**Saved data entries:**
//! Supply request routes: public listing, school submission and admin
//! moderation.
//!
//! Mirrors the donation routes with schools as owners. Submission is
//! multipart because a request may carry a principal's letter.

use axum::{
    Json, Router,
    extract::{Multipart, Path, State},
    http::StatusCode,
    response::{IntoResponse, Response},
    routing::{delete, get, post, put},
};
use serde_json::json;
use tracing::info;
use uuid::Uuid;

use crate::AppState;
use crate::middleware::{AuthAccount, OptionalAuthAccount};
use crate::routes::{RejectRequest, lifecycle_error, multipart_error, upload_error};
use crate::views::{SupplyRequestView, core_status};
use edulink_core::lifecycle::{AccessGuard, AccountRole, EntityKind, LifecycleError, Viewer};
use edulink_core::storage::DocumentKind;
use edulink_db::{
    SupplyRequestRepository,
    entities::{
        sea_orm_active_enums::{RequestCategory, RequestUrgency},
        supply_requests,
    },
    repositories::supply_request::CreateSupplyRequestInput,
};

/// Creates the public supply request router.
pub fn routes() -> Router<AppState> {
    Router::new()
        .route("/requests", get(list_requests))
        .route("/requests/{id}", get(get_request))
}

/// Creates the supply request router for routes behind the auth middleware.
pub fn protected_routes() -> Router<AppState> {
    Router::new()
        .route("/requests", post(create_request))
        .route("/requests/my-requests", get(my_requests))
        .route("/requests/complete/{id}", put(complete_request))
        .route("/requests/admin/pending", get(pending_requests))
        .route("/requests/admin/all", get(all_requests))
        .route("/requests/approve/{id}", put(approve_request))
        .route("/requests/reject/{id}", put(reject_request))
        .route("/requests/{id}", delete(delete_request))
}

// ============================================================================
// Request/Response Types
// ============================================================================

/// Text fields collected from the multipart submission form.
#[derive(Debug, Default)]
struct RequestForm {
    school_name: Option<String>,
    contact_person: Option<String>,
    contact_email: Option<String>,
    contact_phone: Option<String>,
    category: Option<String>,
    title: Option<String>,
    description: Option<String>,
    quantity: Option<String>,
    urgency: Option<String>,
    location: Option<String>,
    principal_letter: Option<String>,
}

// ============================================================================
// Route Handlers
// ============================================================================

/// GET /requests - List all verified supply requests (public).
async fn list_requests(State(state): State<AppState>) -> impl IntoResponse {
    let repo = SupplyRequestRepository::new((*state.db).clone());

    match repo.list_verified().await {
        Ok(rows) => request_list(rows),
        Err(e) => lifecycle_error(&e),
    }
}

/// GET /requests/{id} - Fetch a single supply request.
///
/// Unverified requests are served only to the owning school and admins.
async fn get_request(
    State(state): State<AppState>,
    maybe_auth: OptionalAuthAccount,
    Path(id): Path<Uuid>,
) -> impl IntoResponse {
    let repo = SupplyRequestRepository::new((*state.db).clone());

    let request = match repo.find_by_id(id).await {
        Ok(Some(request)) => request,
        Ok(None) => {
            return lifecycle_error(&LifecycleError::NotFound {
                kind: EntityKind::SupplyRequest,
            });
        }
        Err(e) => return lifecycle_error(&e),
    };

    let viewer = maybe_auth.0.as_ref().map(|auth| Viewer {
        id: auth.account_id(),
        role: auth.role(),
    });

    if !AccessGuard::can_view(core_status(&request.status), request.school_id, viewer.as_ref()) {
        return lifecycle_error(&LifecycleError::ViewDenied {
            kind: EntityKind::SupplyRequest,
        });
    }

    (
        StatusCode::OK,
        Json(json!({
            "success": true,
            "request": SupplyRequestView::from(request)
        })),
    )
        .into_response()
}

/// POST /requests - Submit a supply request (verified schools only).
///
/// Multipart form: the text fields of the request plus an optional
/// `principalLetter` document.
async fn create_request(
    State(state): State<AppState>,
    auth: AuthAccount,
    mut multipart: Multipart,
) -> impl IntoResponse {
    let mut form = RequestForm::default();

    loop {
        let field = match multipart.next_field().await {
            Ok(Some(field)) => field,
            Ok(None) => break,
            Err(e) => return multipart_error(&e),
        };
        let Some(name) = field.name().map(ToString::to_string) else {
            continue;
        };

        if name == "principalLetter" {
            let Some(filename) = field.file_name().map(ToString::to_string) else {
                continue;
            };
            if filename.is_empty() {
                continue;
            }
            let data = match field.bytes().await {
                Ok(data) => data,
                Err(e) => return multipart_error(&e),
            };
            let stored = match state
                .storage
                .store(DocumentKind::SupplyRequest, &name, &filename, data)
                .await
            {
                Ok(doc) => doc,
                Err(e) => return upload_error(&e),
            };
            form.principal_letter = Some(stored.key);
            continue;
        }

        let value = match field.text().await {
            Ok(value) => value,
            Err(e) => return multipart_error(&e),
        };
        if value.is_empty() {
            continue;
        }
        match name.as_str() {
            "schoolName" => form.school_name = Some(value),
            "contactPerson" => form.contact_person = Some(value),
            "contactEmail" => form.contact_email = Some(value),
            "contactPhone" => form.contact_phone = Some(value),
            "category" => form.category = Some(value),
            "title" => form.title = Some(value),
            "description" => form.description = Some(value),
            "quantity" => form.quantity = Some(value),
            "urgency" => form.urgency = Some(value),
            "location" => form.location = Some(value),
            _ => {}
        }
    }

    let input = match build_request_input(form) {
        Ok(input) => input,
        Err(message) => {
            return (
                StatusCode::BAD_REQUEST,
                Json(json!({
                    "success": false,
                    "error": "VALIDATION_ERROR",
                    "message": message
                })),
            )
                .into_response();
        }
    };

    let repo = SupplyRequestRepository::new((*state.db).clone());

    match repo.create(auth.account_id(), input).await {
        Ok(request) => {
            info!(
                request_id = %request.id,
                school_id = %request.school_id,
                "Supply request submitted"
            );
            (
                StatusCode::CREATED,
                Json(json!({
                    "success": true,
                    "message": "Request submitted successfully! Awaiting admin approval.",
                    "request": SupplyRequestView::from(request)
                })),
            )
                .into_response()
        }
        Err(e) => lifecycle_error(&e),
    }
}

/// GET /requests/my-requests - List the caller's own supply requests.
async fn my_requests(State(state): State<AppState>, auth: AuthAccount) -> impl IntoResponse {
    if auth.role() != AccountRole::School {
        return lifecycle_error(&LifecycleError::RoleNotAllowed {
            kind: EntityKind::SupplyRequest,
            role: auth.role(),
        });
    }

    let repo = SupplyRequestRepository::new((*state.db).clone());

    match repo.list_mine(auth.account_id()).await {
        Ok(rows) => request_list(rows),
        Err(e) => lifecycle_error(&e),
    }
}

/// PUT /requests/complete/{id} - Mark a verified supply request as completed.
///
/// Only the owning school can complete a request.
async fn complete_request(
    State(state): State<AppState>,
    auth: AuthAccount,
    Path(id): Path<Uuid>,
) -> impl IntoResponse {
    let repo = SupplyRequestRepository::new((*state.db).clone());

    match repo.complete(id, auth.account_id()).await {
        Ok(request) => {
            info!(request_id = %request.id, "Supply request completed");
            (
                StatusCode::OK,
                Json(json!({
                    "success": true,
                    "message": "Request marked as completed successfully",
                    "request": SupplyRequestView::from(request)
                })),
            )
                .into_response()
        }
        Err(e) => lifecycle_error(&e),
    }
}

// ============================================================================
// Admin Routes
// ============================================================================

/// GET /requests/admin/pending - List supply requests awaiting review.
async fn pending_requests(State(state): State<AppState>, auth: AuthAccount) -> impl IntoResponse {
    if let Err(e) = AccessGuard::require_admin(auth.role()) {
        return lifecycle_error(&e);
    }

    let repo = SupplyRequestRepository::new((*state.db).clone());

    match repo.list_pending().await {
        Ok(rows) => request_list(rows),
        Err(e) => lifecycle_error(&e),
    }
}

/// GET /requests/admin/all - List every supply request regardless of status.
async fn all_requests(State(state): State<AppState>, auth: AuthAccount) -> impl IntoResponse {
    if let Err(e) = AccessGuard::require_admin(auth.role()) {
        return lifecycle_error(&e);
    }

    let repo = SupplyRequestRepository::new((*state.db).clone());

    match repo.list_all().await {
        Ok(rows) => request_list(rows),
        Err(e) => lifecycle_error(&e),
    }
}

/// PUT /requests/approve/{id} - Approve a pending supply request.
async fn approve_request(
    State(state): State<AppState>,
    auth: AuthAccount,
    Path(id): Path<Uuid>,
) -> impl IntoResponse {
    if let Err(e) = AccessGuard::require_admin(auth.role()) {
        return lifecycle_error(&e);
    }

    let repo = SupplyRequestRepository::new((*state.db).clone());

    match repo.approve(id).await {
        Ok(request) => {
            info!(request_id = %request.id, admin_id = %auth.account_id(), "Supply request approved");
            (
                StatusCode::OK,
                Json(json!({
                    "success": true,
                    "message": "Request approved successfully",
                    "request": SupplyRequestView::from(request)
                })),
            )
                .into_response()
        }
        Err(e) => lifecycle_error(&e),
    }
}

/// PUT /requests/reject/{id} - Reject a pending supply request with a reason.
async fn reject_request(
    State(state): State<AppState>,
    auth: AuthAccount,
    Path(id): Path<Uuid>,
    Json(payload): Json<RejectRequest>,
) -> impl IntoResponse {
    if let Err(e) = AccessGuard::require_admin(auth.role()) {
        return lifecycle_error(&e);
    }

    let repo = SupplyRequestRepository::new((*state.db).clone());

    match repo.reject(id, payload.reason.unwrap_or_default()).await {
        Ok(request) => {
            info!(request_id = %request.id, admin_id = %auth.account_id(), "Supply request rejected");
            (
                StatusCode::OK,
                Json(json!({
                    "success": true,
                    "message": "Request rejected",
                    "request": SupplyRequestView::from(request)
                })),
            )
                .into_response()
        }
        Err(e) => lifecycle_error(&e),
    }
}

/// DELETE /requests/{id} - Delete a supply request (admin only).
async fn delete_request(
    State(state): State<AppState>,
    auth: AuthAccount,
    Path(id): Path<Uuid>,
) -> impl IntoResponse {
    if let Err(e) = AccessGuard::require_admin(auth.role()) {
        return lifecycle_error(&e);
    }

    let repo = SupplyRequestRepository::new((*state.db).clone());

    match repo.delete(id).await {
        Ok(()) => {
            info!(request_id = %id, admin_id = %auth.account_id(), "Supply request deleted");
            (
                StatusCode::OK,
                Json(json!({
                    "success": true,
                    "message": "Request deleted successfully"
                })),
            )
                .into_response()
        }
        Err(e) => lifecycle_error(&e),
    }
}

// ============================================================================
// Helper Functions
// ============================================================================

/// Renders a supply request collection response with a count.
fn request_list(rows: Vec<supply_requests::Model>) -> Response {
    let requests: Vec<SupplyRequestView> = rows.into_iter().map(SupplyRequestView::from).collect();
    (
        StatusCode::OK,
        Json(json!({
            "success": true,
            "count": requests.len(),
            "requests": requests
        })),
    )
        .into_response()
}

/// Validates the collected form and builds the repository input.
fn build_request_input(form: RequestForm) -> Result<CreateSupplyRequestInput, &'static str> {
    let missing = "All request fields are required";

    let school_name = non_empty(form.school_name).ok_or(missing)?;
    let contact_person = non_empty(form.contact_person).ok_or(missing)?;
    let contact_email = non_empty(form.contact_email).ok_or(missing)?;
    let contact_phone = non_empty(form.contact_phone).ok_or(missing)?;
    let category = non_empty(form.category).ok_or(missing)?;
    let title = non_empty(form.title).ok_or(missing)?;
    let description = non_empty(form.description).ok_or(missing)?;
    let quantity = non_empty(form.quantity).ok_or(missing)?;
    let urgency = non_empty(form.urgency).ok_or(missing)?;
    let location = non_empty(form.location).ok_or(missing)?;

    let category = parse_category(&category).ok_or("Invalid request category")?;
    let urgency = parse_urgency(&urgency).ok_or("Invalid request urgency")?;

    Ok(CreateSupplyRequestInput {
        school_name,
        contact_person,
        contact_email,
        contact_phone,
        category,
        title,
        description,
        quantity,
        urgency,
        location,
        principal_letter: form.principal_letter,
    })
}

/// Returns the trimmed value when present and non-blank.
fn non_empty(value: Option<String>) -> Option<String> {
    let value = value?;
    let trimmed = value.trim();
    if trimmed.is_empty() {
        None
    } else {
        Some(trimmed.to_string())
    }
}

/// Parses a kebab-case supply request category. Funds cannot be requested.
fn parse_category(value: &str) -> Option<RequestCategory> {
    match value {
        "books" => Some(RequestCategory::Books),
        "uniforms" => Some(RequestCategory::Uniforms),
        "digital-devices" => Some(RequestCategory::DigitalDevices),
        "stationery" => Some(RequestCategory::Stationery),
        "furniture" => Some(RequestCategory::Furniture),
        "other" => Some(RequestCategory::Other),
        _ => None,
    }
}

/// Parses a request urgency level.
fn parse_urgency(value: &str) -> Option<RequestUrgency> {
    match value {
        "low" => Some(RequestUrgency::Low),
        "medium" => Some(RequestUrgency::Medium),
        "high" => Some(RequestUrgency::High),
        _ => None,
    }
}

**Your goal:**
In the records above, find each line with the string "crate" and list it.

**Solution to this exercise:**
use crate::AppState;
use crate::middleware::{AuthAccount, OptionalAuthAccount};
use crate::routes::{RejectRequest, lifecycle_error, multipart_error, upload_error};
use crate::views::{SupplyRequestView, core_status};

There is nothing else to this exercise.